Petcube’s Emergency Fund is an affordable alternative to traditional pet insurance. For just $29 a month, you have 24/7 access to an online vet and up to $3000 per year of emergency veterinary care for up to 6 pets.
In an unexpected veterinary emergency, you can enjoy peace of mind that your pet will be taken care of.
What is canine cognitive dysfunction?
Canine cognitive dysfunction is also known as dementia. This is a degenerative condition that affects older dogs, causing a mental decline that is similar to Alzheimer’s in humans. Can a dog have dementia? Yep!
What is the average dog’s dementia life expectancy?
How long can a dog live with dementia? On average, a dog can live for around two years after an official diagnosis. That said, it depends on the dog’s overall physical and mental health, how fast the disease progresses, and how early the signs of dementia were picked up.
Which dog breeds are prone to dementia?
There aren’t any specific dog breeds that are more prone to developing dog dementia than others. All dogs are at risk of developing dementia, but smaller dogs have a higher instance of dog dementia, mainly because they tend to live longer than larger breeds.
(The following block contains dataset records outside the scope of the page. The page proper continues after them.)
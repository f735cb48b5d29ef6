//! Operands: constants and tag references used inside triggers and actions

use serde::{Deserialize, Serialize};

use crate::tag::{canonical_path, DataType, TagSnapshotProvider, TagValue};

/// Reference to a tag, optionally qualified by its database.
///
/// The declared data type travels with the reference so dialogs can check
/// compatibility without consulting the tag registry.
#[derive(Debug, Clone, PartialEq, Serialize, Deserialize)]
pub struct TagRef {
    pub tag_name: String,
    #[serde(default, skip_serializing_if = "Option::is_none")]
    pub db_name: Option<String>,
    #[serde(default, skip_serializing_if = "Option::is_none")]
    pub data_type: Option<DataType>,
}

impl TagRef {
    /// Snapshot key for this reference: the canonical `"[DB]::Tag"` path
    /// when the database is known, the bare tag name otherwise.
    pub fn path(&self) -> String {
        match &self.db_name {
            Some(db) => canonical_path(db, &self.tag_name),
            None => self.tag_name.clone(),
        }
    }
}

/// The value source of an operand
#[derive(Debug, Clone, PartialEq, Serialize, Deserialize)]
#[serde(tag = "source", content = "value", rename_all = "lowercase")]
pub enum OperandSource {
    Constant(TagValue),
    Tag(TagRef),
}

/// A value reference: a typed constant or a tag reference with optional
/// array indices, each index itself an operand.
#[derive(Debug, Clone, PartialEq, Serialize, Deserialize)]
#[serde(from = "OperandRepr")]
pub struct Operand {
    pub main_tag: OperandSource,
    #[serde(default, skip_serializing_if = "Vec::is_empty")]
    pub indices: Vec<Operand>,
}

/// Accepts both the nested form `{main_tag: {...}, indices: [...]}` and the
/// flat legacy form `{source: ..., value: ...}` written by older projects.
#[derive(Deserialize)]
#[serde(untagged)]
enum OperandRepr {
    Nested {
        main_tag: OperandSource,
        #[serde(default)]
        indices: Vec<Operand>,
    },
    Flat(OperandSource),
}

impl From<OperandRepr> for Operand {
    fn from(repr: OperandRepr) -> Self {
        match repr {
            OperandRepr::Nested { main_tag, indices } => Operand { main_tag, indices },
            OperandRepr::Flat(main_tag) => Operand {
                main_tag,
                indices: Vec::new(),
            },
        }
    }
}

impl Operand {
    pub fn constant(value: TagValue) -> Self {
        Operand {
            main_tag: OperandSource::Constant(value),
            indices: Vec::new(),
        }
    }

    pub fn tag(db_name: Option<&str>, tag_name: &str, data_type: Option<DataType>) -> Self {
        Operand {
            main_tag: OperandSource::Tag(TagRef {
                tag_name: tag_name.to_string(),
                db_name: db_name.map(str::to_string),
                data_type,
            }),
            indices: Vec::new(),
        }
    }

    /// Declared data type, if any. Constants are untyped; compatibility
    /// checks skip them, matching how dialogs only check tag selections.
    pub fn declared_type(&self) -> Option<DataType> {
        match &self.main_tag {
            OperandSource::Constant(_) => None,
            OperandSource::Tag(tag_ref) => tag_ref.data_type,
        }
    }

    /// Snapshot key for tag operands, `None` for constants.
    pub fn tag_path(&self) -> Option<String> {
        match &self.main_tag {
            OperandSource::Constant(_) => None,
            OperandSource::Tag(tag_ref) => Some(tag_ref.path()),
        }
    }

    /// Resolve the operand against a snapshot. `None` means the referenced
    /// tag (or an array element) is not available; callers turn that into
    /// a context-specific error message.
    pub fn resolve(&self, snapshot: &dyn TagSnapshotProvider) -> Option<TagValue> {
        let mut value = match &self.main_tag {
            OperandSource::Constant(v) => v.clone(),
            OperandSource::Tag(tag_ref) => {
                let canonical = tag_ref.path();
                match snapshot.value_of(&canonical) {
                    Some(v) => v,
                    // Legacy snapshots may be keyed by bare name even when
                    // the reference carries a database.
                    None if tag_ref.db_name.is_some() => {
                        snapshot.value_of(&tag_ref.tag_name)?
                    }
                    None => return None,
                }
            }
        };

        for index_operand in &self.indices {
            let index = index_operand.resolve(snapshot)?.as_index()?;
            match value {
                TagValue::Array(mut items) => {
                    if index >= items.len() {
                        return None;
                    }
                    value = items.swap_remove(index);
                }
                _ => return None,
            }
        }

        Some(value)
    }

    /// Collect the snapshot keys of every tag this operand touches,
    /// including tags used as array indices.
    pub fn collect_tag_paths(&self, out: &mut Vec<String>) {
        if let Some(path) = self.tag_path() {
            if !out.contains(&path) {
                out.push(path);
            }
        }
        for index_operand in &self.indices {
            index_operand.collect_tag_paths(out);
        }
    }
}

#[cfg(test)]
mod tests {
    use super::*;
    use crate::tag::TagSnapshot;

    #[test]
    fn test_constant_resolves_to_itself() {
        let op = Operand::constant(TagValue::Real(2.5));
        let snap = TagSnapshot::new();
        assert_eq!(op.resolve(&snap), Some(TagValue::Real(2.5)));
    }

    #[test]
    fn test_tag_resolves_by_canonical_path_then_plain_name() {
        let mut snap = TagSnapshot::new();
        snap.insert("[Plant]::Level", TagValue::Int(7));
        snap.insert("Level", TagValue::Int(9));

        let qualified = Operand::tag(Some("Plant"), "Level", Some(DataType::Int));
        assert_eq!(qualified.resolve(&snap), Some(TagValue::Int(7)));

        let plain = Operand::tag(None, "Level", None);
        assert_eq!(plain.resolve(&snap), Some(TagValue::Int(9)));

        let missing = Operand::tag(Some("Other"), "Pressure", None);
        assert_eq!(missing.resolve(&snap), None);
    }

    #[test]
    fn test_array_index_resolution() {
        let mut snap = TagSnapshot::new();
        snap.insert(
            "[Plant]::Temps",
            TagValue::Array(vec![
                TagValue::Real(20.0),
                TagValue::Real(21.0),
                TagValue::Real(22.0),
            ]),
        );
        snap.insert("[Plant]::Cursor", TagValue::Int(2));

        let mut op = Operand::tag(Some("Plant"), "Temps", Some(DataType::Real));
        op.indices
            .push(Operand::tag(Some("Plant"), "Cursor", Some(DataType::Int)));
        assert_eq!(op.resolve(&snap), Some(TagValue::Real(22.0)));

        // Out-of-range and non-integer indices fail to resolve
        let mut op = Operand::tag(Some("Plant"), "Temps", Some(DataType::Real));
        op.indices.push(Operand::constant(TagValue::Int(5)));
        assert_eq!(op.resolve(&snap), None);

        let mut op = Operand::tag(Some("Plant"), "Temps", Some(DataType::Real));
        op.indices.push(Operand::constant(TagValue::Real(0.5)));
        assert_eq!(op.resolve(&snap), None);
    }

    #[test]
    fn test_serde_nested_and_flat_forms() {
        let nested: Operand = serde_json::from_str(
            r#"{"main_tag": {"source": "tag", "value": {"tag_name": "X", "db_name": "DB"}}, "indices": []}"#,
        )
        .unwrap();
        assert_eq!(nested.tag_path(), Some("[DB]::X".to_string()));

        let flat: Operand =
            serde_json::from_str(r#"{"source": "constant", "value": 10}"#).unwrap();
        assert_eq!(flat.main_tag, OperandSource::Constant(TagValue::Int(10)));

        // Serialization always emits the nested form
        let json = serde_json::to_value(&flat).unwrap();
        assert_eq!(json["main_tag"]["source"], "constant");
    }

    #[test]
    fn test_collect_tag_paths_recurses_into_indices() {
        let mut op = Operand::tag(Some("Plant"), "Temps", None);
        op.indices.push(Operand::tag(Some("Plant"), "Cursor", None));
        op.indices.push(Operand::constant(TagValue::Int(0)));

        let mut paths = Vec::new();
        op.collect_tag_paths(&mut paths);
        assert_eq!(paths, vec!["[Plant]::Temps", "[Plant]::Cursor"]);
    }
}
Canine cognitive dysfunction supplements?
A diet rich in antioxidants can help slow down the progression of dog dementia. Antioxidants to look for include: vitamin E, vitamin C, selenium, L-carnitine, flavonoids, and carotenoids.
Other beneficial supplements include Omega-3 fatty acids and B vitamins.
How to calm a dog with dementia at night?
Routines are important to dogs, but more so for those with dog dementia. Keeping a consistent routine will help your dog know when it’s time to go to sleep and help avoid the anxiety that can come when your dog is confused.
Make sure you keep your vet up to date with these changes in your dog’s behavior. They may be able to prescribe something to help or give you some pointers in managing your dog’s new life phase.